Toute l’action de propagande que j’avais menée jusque là fut brusquement dépouillé pour moi de tout intérêt, et je cherchai dès lors à toucher les enfants eux-mêmes, en leur apportant des ferments de libération et d’activité par le seul moyen qui était à ma portée, par le livre - pour autant qu’on pouvait charger le livre d’une telle mission. IL devait être possible de mieux adapter les livres aux intérêts, aux capacités des enfants, en s’appuyant sur les données de la psychologie et de la pédagogie nouvelles. Je rassemblai donc tous les éléments d’information que je pus trouver : auprès de Paul Hazard (dont j’avais publié l’ouvrage « Les enfants, les livres et les hommes »), auprès de Miss Butts au Bureau International d’Education de Genève, de Miss Kett à la Croix-Rouge Internationale de la jeunesse, de Roubakine à Lausanne, qui avait étudié des lectures au niveau des lecteurs et auprès d’autres spécialistes. Puis, encouragé par un petit groupe d’écrivains, aidé par quelques amis éducateurs, je décidai de me consacrer entièrement à cette recherche. Je travaillais déjà avec plusieurs groupes d’enfants à la bibliothèque de « l’Heure Joyeuse » (auxquels je soumettais sujets, textes et images) et à l’œuvre de « l’Enfance Heureuse », dans un quartier populaire où les enfants lisaient peu. Quand j’eus réuni assez d’indices sur le goût des enfants, sur le rôle des images, sur les embûches du style, j’élaborai, avec l’aide de mes petits comités de lecture, un programme d’édition auquel je donnai la forme de catalogue anticipé, pensant ainsi retenir plus facilement l’attention d’un éditeur éventuel. Ce catalogue était précédé d’un exposé de principes assez nouveaux pour l’époque (1929). Il détaillait les qualités qu’on doit exiger des livres d’enfants et présentait une centaine de sujets, répartis en une quinzaine de rubriques. Il me valut, en effet, les offres de deux éditeurs, mais il ne fut jamais exécuté. C’est qu’en travaillant à sa réalisation, je me rendis compte qu’avant d’atteindre de tels objectifs, il fallait en viser un autre, apparemment plus modeste.

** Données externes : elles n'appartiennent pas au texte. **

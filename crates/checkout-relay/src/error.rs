use actix_web::http::StatusCode;
use actix_web::{HttpResponse, ResponseError};
use serde_json::Value;

#[derive(Debug, thiserror::Error)]
pub enum RelayError {
    /// One or more of merchantId/username/password could not be resolved
    #[error("missing required credentials: {}", .missing.join(", "))]
    Validation {
        missing: Vec<&'static str>,
        details: Value,
    },

    /// The gateway answered with a non-success status
    #[error("gateway returned HTTP {status}")]
    Gateway { status: u16, details: Value },

    /// The request went out but no response came back
    #[error("network error: {0}")]
    Network(String),

    /// Any other failure while building, sending or reading the gateway call
    #[error("request error: {0}")]
    Request(String),

    /// Operator endpoint called without a valid bearer token
    #[error("unauthorized: {0}")]
    Unauthorized(&'static str),

    #[error("route not found: {method} {path}")]
    NotFound { method: String, path: String },

    #[error("internal error: {0}")]
    Internal(String),
}

impl RelayError {
    /// Short label used for metrics and logs.
    pub fn kind(&self) -> &'static str {
        match self {
            RelayError::Validation { .. } => "validation_error",
            RelayError::Gateway { .. } => "api_error",
            RelayError::Network(_) => "network_error",
            RelayError::Request(_) => "request_error",
            RelayError::Unauthorized(_) => "unauthorized",
            RelayError::NotFound { .. } => "not_found",
            RelayError::Internal(_) => "internal_error",
        }
    }
}

impl ResponseError for RelayError {
    fn status_code(&self) -> StatusCode {
        match self {
            RelayError::Validation { .. } => StatusCode::BAD_REQUEST,
            RelayError::Gateway { status, .. } => {
                StatusCode::from_u16(*status).unwrap_or(StatusCode::BAD_GATEWAY)
            }
            RelayError::Unauthorized(_) => StatusCode::UNAUTHORIZED,
            RelayError::NotFound { .. } => StatusCode::NOT_FOUND,
            RelayError::Network(_) | RelayError::Request(_) | RelayError::Internal(_) => {
                StatusCode::INTERNAL_SERVER_ERROR
            }
        }
    }

    fn error_response(&self) -> HttpResponse {
        let body = match self {
            RelayError::Validation { details, .. } => serde_json::json!({
                "error": "Missing required credentials",
                "details": details,
            }),
            RelayError::Gateway { status, details } => {
                tracing::warn!(status, "gateway rejected session request");
                serde_json::json!({
                    "error": "API Error",
                    "details": details,
                    "status": status,
                })
            }
            RelayError::Network(msg) => {
                tracing::error!("Network error: {}", msg);
                serde_json::json!({
                    "error": "Network Error",
                    "details": msg,
                })
            }
            RelayError::Request(msg) => {
                tracing::error!("Request error: {}", msg);
                serde_json::json!({
                    "error": "Request Error",
                    "details": msg,
                })
            }
            RelayError::Unauthorized(msg) => serde_json::json!({
                "error": "Unauthorized",
                "details": msg,
            }),
            RelayError::NotFound { method, path } => serde_json::json!({
                "error": "Not Found",
                "details": format!("Route {} {} not found", method, path),
            }),
            RelayError::Internal(msg) => {
                tracing::error!("Internal error: {}", msg);
                serde_json::json!({
                    "error": "Internal Server Error",
                    "details": msg,
                })
            }
        };

        HttpResponse::build(self.status_code()).json(body)
    }
}

#[cfg(test)]
mod tests {
    use super::*;
    use actix_web::body::MessageBody;

    fn body_json(resp: HttpResponse) -> Value {
        let bytes = resp.into_body().try_into_bytes().ok().unwrap();
        serde_json::from_slice(&bytes).unwrap()
    }

    #[test]
    fn test_gateway_error_forwards_status_and_body() {
        let err = RelayError::Gateway {
            status: 422,
            details: serde_json::json!({"error": "bad field"}),
        };
        let resp = err.error_response();
        assert_eq!(resp.status().as_u16(), 422);
        assert_eq!(
            body_json(resp),
            serde_json::json!({"error": "API Error", "details": {"error": "bad field"}, "status": 422})
        );
    }

    #[test]
    fn test_invalid_gateway_status_becomes_bad_gateway() {
        let err = RelayError::Gateway {
            status: 42,
            details: Value::Null,
        };
        assert_eq!(err.status_code(), StatusCode::BAD_GATEWAY);
    }

    #[test]
    fn test_network_and_request_errors_are_500() {
        let resp = RelayError::Network("timed out".into()).error_response();
        assert_eq!(resp.status(), StatusCode::INTERNAL_SERVER_ERROR);
        assert_eq!(body_json(resp)["error"], "Network Error");

        let resp = RelayError::Request("bad url".into()).error_response();
        assert_eq!(resp.status(), StatusCode::INTERNAL_SERVER_ERROR);
        assert_eq!(body_json(resp)["details"], "bad url");
    }

    #[test]
    fn test_not_found_message() {
        let resp = RelayError::NotFound {
            method: "GET".into(),
            path: "/nope".into(),
        }
        .error_response();
        assert_eq!(resp.status(), StatusCode::NOT_FOUND);
        assert_eq!(body_json(resp)["details"], "Route GET /nope not found");
    }

    #[test]
    fn test_unauthorized_is_401() {
        let resp = RelayError::Unauthorized("bearer token required").error_response();
        assert_eq!(resp.status(), StatusCode::UNAUTHORIZED);
        assert_eq!(
            body_json(resp),
            serde_json::json!({"error": "Unauthorized", "details": "bearer token required"})
        );
    }

    #[test]
    fn test_validation_display_lists_fields() {
        let err = RelayError::Validation {
            missing: vec!["username", "password"],
            details: Value::Null,
        };
        assert_eq!(
            err.to_string(),
            "missing required credentials: username, password"
        );
        assert_eq!(err.kind(), "validation_error");
    }
}
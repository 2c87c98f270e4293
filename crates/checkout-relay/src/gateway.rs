use std::time::Duration;

use base64::Engine;
use serde_json::Value;

use crate::error::RelayError;
use crate::payload::GatewayPayload;
use crate::resolve::Credentials;

const CONTENT_TYPE_JSON_UTF8: &str = "application/json;charset=UTF-8";

/// Maximum gateway response body size (1 MB).
const MAX_RESPONSE_BODY_SIZE: usize = 1024 * 1024;

/// A session created by the gateway.
#[derive(Debug, Clone)]
pub struct GatewaySession {
    pub session_id: String,
    /// Full gateway response, kept for diagnostics
    pub raw: Value,
}

/// `Basic base64(username:password)`
pub fn basic_auth_header(username: &str, password: &str) -> String {
    let token =
        base64::engine::general_purpose::STANDARD.encode(format!("{}:{}", username, password));
    format!("Basic {}", token)
}

/// Sort a reqwest failure into "no response arrived" versus everything else.
fn classify(e: reqwest::Error) -> RelayError {
    if e.is_timeout() || e.is_connect() || e.is_request() || e.is_body() {
        RelayError::Network(e.to_string())
    } else {
        RelayError::Request(e.to_string())
    }
}

/// Read the response body with progressive size enforcement.
async fn read_body(mut response: reqwest::Response) -> Result<Vec<u8>, RelayError> {
    if let Some(cl) = response.content_length() {
        if cl > MAX_RESPONSE_BODY_SIZE as u64 {
            return Err(RelayError::Request(format!(
                "gateway response too large: {} bytes (max {})",
                cl, MAX_RESPONSE_BODY_SIZE
            )));
        }
    }

    let mut body_buf = Vec::with_capacity(
        response
            .content_length()
            .map(|cl| cl as usize)
            .unwrap_or(8192)
            .min(MAX_RESPONSE_BODY_SIZE),
    );
    while let Some(chunk) = response.chunk().await.map_err(classify)? {
        if body_buf.len() + chunk.len() > MAX_RESPONSE_BODY_SIZE {
            return Err(RelayError::Request(format!(
                "gateway response too large (max {} bytes)",
                MAX_RESPONSE_BODY_SIZE
            )));
        }
        body_buf.extend_from_slice(&chunk);
    }
    Ok(body_buf)
}

/// Parse an error body as JSON, falling back to the raw text.
fn error_details(body: &[u8]) -> Value {
    serde_json::from_slice(body)
        .unwrap_or_else(|_| Value::String(String::from_utf8_lossy(body).into_owned()))
}

/// POST the payload to the gateway's session endpoint.
///
/// Exactly one attempt is made. Non-success statuses come back as
/// [`RelayError::Gateway`] with the gateway's body untouched.
pub async fn create_session(
    client: &reqwest::Client,
    credentials: &Credentials,
    payload: &GatewayPayload,
    timeout: Duration,
) -> Result<GatewaySession, RelayError> {
    let url = credentials.session_url();
    let body = serde_json::to_vec(payload)
        .map_err(|e| RelayError::Request(format!("failed to encode payload: {e}")))?;

    tracing::debug!(url = %url, "calling gateway session endpoint");

    let response = client
        .post(&url)
        .timeout(timeout)
        .header(reqwest::header::CONTENT_TYPE, CONTENT_TYPE_JSON_UTF8)
        .header(
            reqwest::header::AUTHORIZATION,
            basic_auth_header(&credentials.username, &credentials.password),
        )
        .header(reqwest::header::ACCEPT, "application/json")
        .body(body)
        .send()
        .await
        .map_err(|e| {
            tracing::error!(error = %e, url = %url, "gateway request failed");
            classify(e)
        })?;

    let status = response.status();
    let body = read_body(response).await?;

    if !status.is_success() {
        return Err(RelayError::Gateway {
            status: status.as_u16(),
            details: error_details(&body),
        });
    }

    let raw: Value = serde_json::from_slice(&body)
        .map_err(|e| RelayError::Request(format!("invalid gateway response: {e}")))?;

    let session_id = raw
        .pointer("/session/id")
        .and_then(Value::as_str)
        .ok_or_else(|| {
            RelayError::Request("gateway response did not include session.id".to_string())
        })?
        .to_string();

    Ok(GatewaySession { session_id, raw })
}

#[cfg(test)]
mod tests {
    use super::*;

    #[test]
    fn test_basic_auth_header() {
        assert_eq!(basic_auth_header("user", "pass"), "Basic dXNlcjpwYXNz");
        assert_eq!(
            basic_auth_header("merchant.TEST", "s3cr:et"),
            format!(
                "Basic {}",
                base64::engine::general_purpose::STANDARD.encode("merchant.TEST:s3cr:et")
            )
        );
    }

    #[test]
    fn test_error_details_prefers_json() {
        assert_eq!(
            error_details(br#"{"error":"bad field"}"#),
            serde_json::json!({"error": "bad field"})
        );
        assert_eq!(
            error_details(b"Service Unavailable"),
            Value::String("Service Unavailable".to_string())
        );
    }

    #[tokio::test]
    async fn test_invalid_url_is_a_request_error() {
        let credentials = Credentials {
            merchant_id: "M".into(),
            username: "u".into(),
            password: "p".into(),
            api_base_url: "not a url".into(),
            api_version: "100".into(),
        };
        let payload = GatewayPayload {
            api_operation: serde_json::json!("INITIATE_CHECKOUT"),
            checkout_mode: Value::Null,
            interaction: serde_json::json!({}),
            order: serde_json::json!({}),
        };
        let err = create_session(
            &reqwest::Client::new(),
            &credentials,
            &payload,
            Duration::from_secs(1),
        )
        .await
        .unwrap_err();
        assert!(matches!(err, RelayError::Request(_)), "got {:?}", err);
    }
}
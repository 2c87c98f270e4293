//! Bearer-token gate for operator endpoints.

use actix_web::http::header::{HeaderMap, AUTHORIZATION};
use sha2::{Digest, Sha256};
use subtle::ConstantTimeEq;

use crate::error::RelayError;

/// Compare two secrets without leaking their content or length through timing.
fn secrets_match(presented: &[u8], expected: &[u8]) -> bool {
    Sha256::digest(presented)
        .ct_eq(&Sha256::digest(expected))
        .into()
}

fn bearer_token(headers: &HeaderMap) -> Option<&str> {
    headers
        .get(AUTHORIZATION)?
        .to_str()
        .ok()?
        .strip_prefix("Bearer ")
}

/// Check the request's `Authorization: Bearer` header against `expected`.
///
/// With no token configured every request passes.
pub fn require_bearer(headers: &HeaderMap, expected: Option<&str>) -> Result<(), RelayError> {
    let Some(expected) = expected else {
        return Ok(());
    };
    match bearer_token(headers) {
        Some(token) if secrets_match(token.as_bytes(), expected.as_bytes()) => Ok(()),
        Some(_) => Err(RelayError::Unauthorized("invalid bearer token")),
        None => Err(RelayError::Unauthorized("bearer token required")),
    }
}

Commencer par des petits livres destinés à des enfants ayant l’habitude et le goût de la lecture, c’était mettre la charrue avant les bœufs. Il convenait de commencer par le commencement, de donner le goût de la lecture aux petits et de le faire naître chez les enfants qui n’aimaient pas lire ou qui lisaient mal. L’intérêt des sujets, la qualité des textes, la simplicité du style et du vocabulaire, la suppression des obstacles qui arrêtent les débutants et les mal-lisants, tout cela était nécessaire, mais n’était pas suffisant. Il fallait encore que l’image exerce au maximum ses pouvoirs d’attraction et de séduction, qu’elle soutienne, éclaire, explique, prolonge le récit, parle directement à l’intelligence et à la sensibilité, qu’elle soit belle et sincère. Pour jouer ce rôle de premier plan, un petit format ne lui convenait guère. D’autre part, il était nécessaire d’adopter une forme de publication qui, mieux que le livre, puisse contenir, des éléments d’activité.

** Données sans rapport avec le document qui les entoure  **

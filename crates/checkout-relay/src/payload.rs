//! Request-shape detection and gateway payload construction.

use serde::{Deserialize, Serialize};
use serde_json::{json, Value};

use crate::config::RelayConfig;
use crate::resolve::{body_str, has_truthy, OrderDefaults, DEFAULT_AMOUNT};

pub const INITIATE_CHECKOUT: &str = "INITIATE_CHECKOUT";
pub const CHECKOUT_MODE_WEBSITE: &str = "WEBSITE";

#[derive(Debug, Clone, Copy, PartialEq, Eq, Serialize, Deserialize)]
#[serde(rename_all = "lowercase")]
pub enum Mode {
    Simple,
    Advanced,
}

impl Mode {
    /// Advanced when `apiOperation`, `order` and `interaction` are all truthy.
    pub fn detect(body: &Value) -> Self {
        if has_truthy(body, "apiOperation")
            && has_truthy(body, "order")
            && has_truthy(body, "interaction")
        {
            Mode::Advanced
        } else {
            Mode::Simple
        }
    }

    /// The mode label echoed back to the caller. This only looks at
    /// `apiOperation`, so a body carrying `apiOperation` without a full
    /// advanced payload is built in simple mode but reported as advanced.
    pub fn reported(body: &Value) -> Self {
        if has_truthy(body, "apiOperation") {
            Mode::Advanced
        } else {
            Mode::Simple
        }
    }

    pub fn as_str(&self) -> &'static str {
        match self {
            Mode::Simple => "simple",
            Mode::Advanced => "advanced",
        }
    }
}

/// The body POSTed to the gateway's session endpoint.
#[derive(Debug, Clone, PartialEq, Serialize, Deserialize)]
#[serde(rename_all = "camelCase")]
pub struct GatewayPayload {
    pub api_operation: Value,
    #[serde(default, skip_serializing_if = "Value::is_null")]
    pub checkout_mode: Value,
    pub interaction: Value,
    pub order: Value,
}

impl GatewayPayload {
    /// `order.amount` as a string, or `"99.00"` when the order has none.
    pub fn amount(&self) -> String {
        match self.order.get("amount") {
            Some(Value::String(s)) => s.clone(),
            Some(Value::Number(n)) => n.to_string(),
            _ => DEFAULT_AMOUNT.to_string(),
        }
    }
}

/// Fields for a payload the relay assembles itself.
#[derive(Debug, Clone, PartialEq)]
pub struct SimpleOrder {
    pub order_id: String,
    pub fields: OrderDefaults,
}

impl SimpleOrder {
    pub fn to_payload(&self) -> GatewayPayload {
        GatewayPayload {
            api_operation: json!(INITIATE_CHECKOUT),
            checkout_mode: json!(CHECKOUT_MODE_WEBSITE),
            interaction: json!({
                "operation": "PURCHASE",
                "merchant": {
                    "name": self.fields.merchant_name,
                    "url": self.fields.merchant_url,
                },
                "returnUrl": self.fields.return_url,
                "displayControl": {
                    "billingAddress": "HIDE",
                },
            }),
            order: json!({
                "currency": self.fields.currency,
                "amount": self.fields.amount,
                "id": self.order_id,
                "description": self.fields.description,
            }),
        }
    }
}

#[derive(Debug, Clone, PartialEq)]
pub enum SessionRequest {
    Simple(SimpleOrder),
    Advanced(GatewayPayload),
}

impl SessionRequest {
    pub fn from_body(body: &Value, config: &RelayConfig) -> Self {
        match Mode::detect(body) {
            Mode::Advanced => SessionRequest::Advanced(GatewayPayload {
                api_operation: field(body, "apiOperation"),
                checkout_mode: field(body, "checkoutMode"),
                interaction: field(body, "interaction"),
                order: field(body, "order"),
            }),
            Mode::Simple => SessionRequest::Simple(SimpleOrder {
                order_id: body_str(body, "orderId").unwrap_or_else(generate_order_id),
                fields: OrderDefaults::resolve(body, config),
            }),
        }
    }

    pub fn mode(&self) -> Mode {
        match self {
            SessionRequest::Simple(_) => Mode::Simple,
            SessionRequest::Advanced(_) => Mode::Advanced,
        }
    }

    /// The caller-visible order identifier. Advanced payloads return
    /// `order.id` untouched (`null` when absent).
    pub fn order_id(&self) -> Value {
        match self {
            SessionRequest::Simple(order) => Value::String(order.order_id.clone()),
            SessionRequest::Advanced(payload) => {
                payload.order.get("id").cloned().unwrap_or(Value::Null)
            }
        }
    }

    pub fn into_payload(self) -> GatewayPayload {
        match self {
            SessionRequest::Simple(order) => order.to_payload(),
            SessionRequest::Advanced(payload) => payload,
        }
    }
}

fn field(body: &Value, key: &str) -> Value {
    body.get(key).cloned().unwrap_or(Value::Null)
}

/// 8 random bytes from the OS-seeded CSPRNG, hex encoded.
pub fn generate_order_id() -> String {
    let mut bytes = [0u8; 8];
    rand::fill(&mut bytes);
    hex::encode(bytes)
}

#[cfg(test)]
mod tests {
    use super::*;
    use std::collections::HashSet;

    fn config() -> RelayConfig {
        RelayConfig::from_lookup(|key| match key {
            "MERCHANT_NAME" => Some("Env Shop".to_string()),
            "DEFAULT_AMOUNT" => Some("15.00".to_string()),
            _ => None,
        })
        .unwrap()
    }

    fn advanced_body() -> Value {
        json!({
            "merchantId": "M1",
            "apiOperation": "INITIATE_CHECKOUT",
            "checkoutMode": "EMBEDDED",
            "interaction": {"operation": "AUTHORIZE", "merchant": {"name": "Custom"}},
            "order": {"id": "ORD-1", "amount": "42.00", "currency": "EUR"},
            "ignored": true
        })
    }

    #[test]
    fn test_detect_requires_all_three_fields() {
        assert_eq!(Mode::detect(&advanced_body()), Mode::Advanced);
        assert_eq!(
            Mode::detect(&json!({"apiOperation": "X", "order": {}})),
            Mode::Simple
        );
        assert_eq!(
            Mode::detect(&json!({"apiOperation": "", "order": {}, "interaction": {}})),
            Mode::Simple
        );
        assert_eq!(Mode::detect(&json!({})), Mode::Simple);
    }

    #[test]
    fn test_reported_mode_only_checks_api_operation() {
        let body = json!({"apiOperation": "INITIATE_CHECKOUT"});
        assert_eq!(Mode::detect(&body), Mode::Simple);
        assert_eq!(Mode::reported(&body), Mode::Advanced);
        assert_eq!(Mode::reported(&json!({"amount": "1.00"})), Mode::Simple);
    }

    #[test]
    fn test_advanced_payload_is_passed_through_verbatim() {
        let body = advanced_body();
        let request = SessionRequest::from_body(&body, &config());
        assert_eq!(request.mode(), Mode::Advanced);
        assert_eq!(request.order_id(), json!("ORD-1"));

        let payload = serde_json::to_value(request.into_payload()).unwrap();
        assert_eq!(
            payload,
            json!({
                "apiOperation": body["apiOperation"],
                "checkoutMode": body["checkoutMode"],
                "interaction": body["interaction"],
                "order": body["order"],
            })
        );
    }

    #[test]
    fn test_advanced_order_without_id_yields_null() {
        let body = json!({"apiOperation": "X", "interaction": {}, "order": {"amount": 5}});
        let request = SessionRequest::from_body(&body, &config());
        assert_eq!(request.order_id(), Value::Null);
        assert_eq!(request.into_payload().amount(), "5");
    }

    #[test]
    fn test_simple_payload_shape() {
        let body = json!({"orderId": "ABC", "currency": "GBP"});
        let request = SessionRequest::from_body(&body, &config());
        assert_eq!(request.mode(), Mode::Simple);
        assert_eq!(request.order_id(), json!("ABC"));

        let payload = serde_json::to_value(request.into_payload()).unwrap();
        assert_eq!(payload["apiOperation"], "INITIATE_CHECKOUT");
        assert_eq!(payload["checkoutMode"], "WEBSITE");
        assert_eq!(payload["interaction"]["operation"], "PURCHASE");
        assert_eq!(payload["interaction"]["merchant"]["name"], "Env Shop");
        assert_eq!(
            payload["interaction"]["displayControl"]["billingAddress"],
            "HIDE"
        );
        assert_eq!(
            payload["order"],
            json!({
                "currency": "GBP",
                "amount": "15.00",
                "id": "ABC",
                "description": "Test Order",
            })
        );
    }

    #[test]
    fn test_generated_order_ids_are_hex_and_distinct() {
        let ids: HashSet<String> = (0..500).map(|_| generate_order_id()).collect();
        assert_eq!(ids.len(), 500);
        for id in &ids {
            assert_eq!(id.len(), 16);
            assert!(id.chars().all(|c| c.is_ascii_hexdigit()));
        }
    }

    #[test]
    fn test_payload_amount_default() {
        let payload = GatewayPayload {
            api_operation: json!("X"),
            checkout_mode: Value::Null,
            interaction: json!({}),
            order: json!({"id": "1"}),
        };
        assert_eq!(payload.amount(), "99.00");
    }
}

C’est pour toutes ces raisons que j’optai pour l’album illustré, seule forme d’ouvrage pouvant se plier à cette double exigence, sous réserve de changer son aspect et son contenu traditionnels. Plus d’albums lourds, épais, chers, cartonnés, d’un goût douteux, mais des albums d’une riche substance assimilable, d’un format maniable, de peu de pages, répondant à des exigences artistiques scrupuleuses, et cependant d’un prix bas, afin de toucher le plus d’enfants possibles. De plus, les dimensions de l’album permettaient une mise en page plus libre, des marges plus grandes, des caractères typographiques plus gros. Enfin, par l’emploi de formats et de procédés de fabrication très variés, l’album pouvait devenir à volonté : livre, imagier, boîte de jeu et, ce qui me paraissait essentiel : support des activités souhaitées.

Le difficile était de trouver des artistes prêts à servir ces intentions et cet idéal. J’eus la chance de rencontrer Nathalie Parrain, alors inconnue, et dont le talent influença par la suite bien des illustrateurs. C’est elle qui fit les images des premiers albums. Attirés par ce nouveau style, d’autres vinrent à nous qui n’avaient pas songé jusqu’alors que le livre d’enfants était digne de leur talent. Ces premiers albums, fidèles à mon engagement et au principe fondamental de l’éducation nouvelle, eurent pour mission de favoriser l’activité créatrice des enfants, en leur proposant toutes sortes de travaux qui faisaient appel à leur initiative, à leur adresse et à leur goût ; des jeux d’observation, de comparaison, de jugement, d’expression verbale, dramatique, graphique et plastique. C’est parce qu’ils apportaient des jeux constructifs aux enfants que ces albums furent placés sous le signe animal voué d’instinct à la construction : le castor".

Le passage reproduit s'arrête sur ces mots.